Goal of the exercise
Return all lines of the records that contain the word "accumulated".

··· Source information ···

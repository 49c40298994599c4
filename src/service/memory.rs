//! In-process backend seeded from a JSON fixture.
use std::path::Path;

use serde::Deserialize;

use super::{Page, RoleRecord, ServiceResult, UserRecord, UserService};
use crate::error::{Context, Result, ServiceError};
use crate::search::PhoneFilter;

/// Fixture layout: `{ "roles": [...], "users": [...] }`.
#[derive(Debug, Default, Deserialize)]
struct Fixture {
    #[serde(default)]
    roles: Vec<RoleRecord>,
    #[serde(default)]
    users: Vec<UserRecord>,
}

#[derive(Clone, Debug, Default)]
pub struct MemoryService {
    roles: Vec<RoleRecord>,
    users: Vec<UserRecord>,
}

impl MemoryService {
    /// Users are kept newest first, matching the HTTP backend's ordering.
    pub fn new(roles: Vec<RoleRecord>, mut users: Vec<UserRecord>) -> Self {
        users.sort_by(|a, b| b.created_at.cmp(&a.created_at));
        Self { roles, users }
    }

    pub fn from_fixture<P: AsRef<Path>>(path: P) -> Result<Self> {
        let path = path.as_ref();
        let contents = std::fs::read_to_string(path)
            .with_ctx(|| format!("read fixture {}", path.display()))?;
        let fixture: Fixture = serde_json::from_str(&contents)
            .with_ctx(|| format!("parse fixture {}", path.display()))?;
        tracing::info!(
            roles = fixture.roles.len(),
            users = fixture.users.len(),
            "loaded fixture {}",
            path.display()
        );
        Ok(Self::new(fixture.roles, fixture.users))
    }

    fn role(&self, role_id: &str) -> ServiceResult<&RoleRecord> {
        self.roles
            .iter()
            .find(|r| r.id == role_id)
            .ok_or_else(|| ServiceError::NotFound {
                kind: "role",
                id: role_id.to_string(),
            })
    }

    fn user_mut(&mut self, user_id: &str) -> ServiceResult<&mut UserRecord> {
        self.users
            .iter_mut()
            .find(|u| u.id == user_id)
            .ok_or_else(|| ServiceError::NotFound {
                kind: "user",
                id: user_id.to_string(),
            })
    }
}

impl UserService for MemoryService {
    fn list_roles(&self) -> ServiceResult<Vec<RoleRecord>> {
        Ok(self.roles.clone())
    }

    fn list_users(
        &self,
        filter: Option<&PhoneFilter>,
        skip: usize,
        limit: usize,
    ) -> ServiceResult<Page> {
        Ok(self
            .users
            .iter()
            .filter(|u| filter.is_none_or(|f| f.matches(u)))
            .skip(skip)
            .take(limit)
            .cloned()
            .collect())
    }

    fn add_role(&mut self, user_id: &str, role_id: &str) -> ServiceResult<UserRecord> {
        let name = self.role(role_id)?.name.clone();
        let user = self.user_mut(user_id)?;
        user.roles.insert(name);
        Ok(user.clone())
    }

    fn remove_role(&mut self, user_id: &str, role_id: &str) -> ServiceResult<UserRecord> {
        let name = self.role(role_id)?.name.clone();
        let user = self.user_mut(user_id)?;
        user.roles.remove(&name);
        Ok(user.clone())
    }
}
//! The user-list model: accumulated pages, role catalog and page cursor.
//!
//! The model is the only writer of the list. Views never touch it directly;
//! they call the operations below and redraw from the [`ModelEvent`]s it
//! publishes to subscribers.
use std::sync::mpsc::{Receiver, Sender, channel};

use crate::error::{Context, Result};
use crate::search::PhoneFilter;
use crate::service::{Page, RoleRecord, UserRecord, UserService};

pub const DEFAULT_PAGE_SIZE: usize = 20;

/// Change notification carrying a snapshot of the collection that changed.
#[derive(Clone, Debug, PartialEq)]
pub enum ModelEvent {
    ListChanged(Vec<UserRecord>),
    RolesChanged(Vec<RoleRecord>),
}

pub struct UserModel {
    service: Box<dyn UserService>,
    list: Vec<UserRecord>,
    roles: Vec<RoleRecord>,
    cursor: usize,
    page_size: usize,
    observers: Vec<Sender<ModelEvent>>,
}

impl UserModel {
    pub fn new(service: Box<dyn UserService>, page_size: usize) -> Self {
        Self {
            service,
            list: Vec::new(),
            roles: Vec::new(),
            cursor: 0,
            page_size: page_size.max(1),
            observers: Vec::new(),
        }
    }

    pub fn list(&self) -> &[UserRecord] {
        &self.list
    }

    /// Register for change notifications. Dropped receivers are pruned on the next publish.
    pub fn subscribe(&mut self) -> Receiver<ModelEvent> {
        let (tx, rx) = channel();
        self.observers.push(tx);
        rx
    }

    fn publish(&mut self, event: ModelEvent) {
        self.observers.retain(|tx| tx.send(event.clone()).is_ok());
    }

    /// Replace the role catalog with the backend's.
    pub fn get_roles(&mut self) -> Result<&[RoleRecord]> {
        self.roles = self
            .service
            .list_roles()
            .with_ctx(|| "load roles".to_string())?;
        tracing::debug!(count = self.roles.len(), "role catalog loaded");
        self.publish(ModelEvent::RolesChanged(self.roles.clone()));
        Ok(&self.roles)
    }

    /// Fetch the page after the cursor and append it to the list.
    ///
    /// Returns `None` when the backend had nothing more for `filter`.
    pub fn get_next_page(&mut self, filter: Option<&PhoneFilter>) -> Result<Option<Page>> {
        let page = self
            .service
            .list_users(filter, self.cursor, self.page_size)
            .with_ctx(|| format!("load users from offset {}", self.cursor))?;
        tracing::debug!(
            offset = self.cursor,
            received = page.len(),
            phone = filter.map(|f| f.phone.as_str()),
            "page fetched"
        );
        if page.is_empty() {
            return Ok(None);
        }
        self.cursor += page.len();
        self.list.extend(page.iter().cloned());
        self.publish(ModelEvent::ListChanged(self.list.clone()));
        Ok(Some(page))
    }

    /// Drop every accumulated user and rewind the cursor.
    pub fn clear(&mut self) {
        self.list.clear();
        self.cursor = 0;
        self.publish(ModelEvent::ListChanged(Vec::new()));
    }

    pub fn add_role(&mut self, user_id: &str, role_id: &str) -> Result<()> {
        let updated = self
            .service
            .add_role(user_id, role_id)
            .with_ctx(|| format!("add role {role_id} to user {user_id}"))?;
        tracing::info!(user = user_id, role = role_id, "role granted");
        self.replace_user(updated);
        Ok(())
    }

    pub fn remove_role(&mut self, user_id: &str, role_id: &str) -> Result<()> {
        let updated = self
            .service
            .remove_role(user_id, role_id)
            .with_ctx(|| format!("remove role {role_id} from user {user_id}"))?;
        tracing::info!(user = user_id, role = role_id, "role revoked");
        self.replace_user(updated);
        Ok(())
    }

    fn replace_user(&mut self, updated: UserRecord) {
        if let Some(slot) = self.list.iter_mut().find(|u| u.id == updated.id) {
            *slot = updated;
            self.publish(ModelEvent::ListChanged(self.list.clone()));
        }
    }
}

···

Answer to this task
//! The user-list model: accumulated pages, role catalog and page cursor.
    /// Drop every accumulated user and rewind the cursor.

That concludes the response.